[[ INPUT FOR THIS TASK open ]]
// SPDX-License-Identifier: MPL-2.0
// This Source Code Form is subject to the terms of the Mozilla Public
// License, v. 2.0. If a copy of the MPL was not distributed with this
// file, You can obtain one at https://mozilla.org/MPL/2.0/.

//! Transport seams used by the gateway.
//!
//! The library never talks to the network directly. HTTP calls go through an
//! [`HttpTransport`] and lamp datagrams through a [`DatagramTransport`], so
//! both can be replaced in tests.
//!
//! # Transports
//!
//! - [`ReqwestTransport`]: HTTP over `reqwest` (feature `http`)
//! - [`UdpTransport`]: datagrams over a `tokio` UDP socket

#[cfg(feature = "http")]
mod http;
mod udp;

#[cfg(feature = "http")]
pub use http::ReqwestTransport;
pub use udp::UdpTransport;

use std::fmt;
use std::sync::Arc;

use parking_lot::Mutex;
use tokio::sync::oneshot;

use crate::error::TransportError;

/// HTTP method of an outbound request.
#[derive(Debug, Clone, Copy, PartialEq, Eq, Hash)]
pub enum Method {
    /// `GET`
    Get,
    /// `POST`
    Post,
}

impl Method {
    /// Returns the method name.
    #[must_use]
    pub const fn as_str(&self) -> &'static str {
        match self {
            Self::Get => "GET",
            Self::Post => "POST",
        }
    }
}

impl fmt::Display for Method {
    fn fmt(&self, f: &mut fmt::Formatter<'_>) -> fmt::Result {
        f.write_str(self.as_str())
    }
}

/// A fully-formed outbound HTTP request.
#[derive(Debug, Clone, PartialEq, Eq)]
pub struct HttpRequest {
    /// Request method.
    pub method: Method,
    /// Absolute URL including any query string.
    pub url: String,
}

impl HttpRequest {
    /// Creates a new request.
    #[must_use]
    pub fn new(method: Method, url: impl Into<String>) -> Self {
        Self {
            method,
            url: url.into(),
        }
    }
}

/// Status line and body of a completed HTTP exchange.
#[derive(Debug, Clone, PartialEq, Eq)]
pub struct RawResponse {
    status: u16,
    reason: String,
    body: String,
}

impl RawResponse {
    /// Creates a new response.
    #[must_use]
    pub fn new(status: u16, reason: impl Into<String>, body: impl Into<String>) -> Self {
        Self {
            status,
            reason: reason.into(),
            body: body.into(),
        }
    }

    /// Returns the status code.
    #[must_use]
    pub fn status(&self) -> u16 {
        self.status
    }

    /// Returns the reason phrase.
    #[must_use]
    pub fn reason(&self) -> &str {
        &self.reason
    }

    /// Returns the body.
    #[must_use]
    pub fn body(&self) -> &str {
        &self.body
    }

    /// Whether the status lies in `200..300`.
    #[must_use]
    pub fn is_success(&self) -> bool {
        (200..300).contains(&self.status)
    }
}

/// What a transport reports for one request.
pub type TransportOutcome = std::result::Result<RawResponse, TransportError>;

/// Single-shot completion handle handed to an [`HttpTransport`].
///
/// The first call to [`complete`](Self::complete) delivers its outcome to the
/// waiting caller. Every later call is ignored, so a transport that reports
/// both an error and a response for the same request still yields exactly
/// one result. Dropping every clone without completing surfaces as
/// [`TransportError::Dropped`].
#[derive(Clone)]
pub struct Responder {
    slot: Arc<Mutex<Option<oneshot::Sender<TransportOutcome>>>>,
}

impl Responder {
    /// Creates a responder and the receiver its outcome is delivered to.
    #[must_use]
    pub fn channel() -> (Self, oneshot::Receiver<TransportOutcome>) {
        let (tx, rx) = oneshot::channel();
        let responder = Self {
            slot: Arc::new(Mutex::new(Some(tx))),
        };
        (responder, rx)
    }

    /// Delivers `outcome` unless an outcome was already delivered.
    ///
    /// Returns `true` if this call was the one that delivered.
    pub fn complete(&self, outcome: TransportOutcome) -> bool {
        let Some(tx) = self.slot.lock().take() else {
            tracing::debug!(
                ok = outcome.is_ok(),
                "Ignoring duplicate transport completion"
            );
            return false;
        };
        tx.send(outcome).is_ok()
    }

    /// Whether an outcome has already been delivered.
    #[must_use]
    pub fn is_completed(&self) -> bool {
        self.slot.lock().is_none()
    }
}

impl fmt::Debug for Responder {
    fn fmt(&self, f: &mut fmt::Formatter<'_>) -> fmt::Result {
        f.debug_struct("Responder")
            .field("completed", &self.is_completed())
            .finish()
    }
}

/// Trait for transports that perform HTTP requests.
#[allow(async_fn_in_trait)]
pub trait HttpTransport {
    /// Performs `request` and reports the outcome through `responder`.
    ///
    /// Implementations may return before completing, for example after
    /// handing the request to a spawned task, as long as the responder is
    /// eventually completed or dropped.
    async fn execute(&self, request: HttpRequest, responder: Responder);
}

/// Trait for transports that send fire-and-forget datagrams.
#[allow(async_fn_in_trait)]
pub trait DatagramTransport {
    /// Sends `payload` to `addr` (`host:port`).
    ///
    /// # Errors
    ///
    /// Returns `TransportError` if the address cannot be resolved or the
    /// datagram cannot be handed to the socket.
    async fn send_to(&self, addr: &str, payload: &[u8]) -> Result<(), TransportError>;
}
[[ INPUT FOR THIS TASK closed ]]
- **REQUIRED WORK**:
Would you please filter the lines above and copy every one that includes "HttpTransport"?

- **OUTPUT OF THE TASK**:
//! [`HttpTransport`] and lamp datagrams through a [`DatagramTransport`], so
/// Single-shot completion handle handed to an [`HttpTransport`].
pub trait HttpTransport {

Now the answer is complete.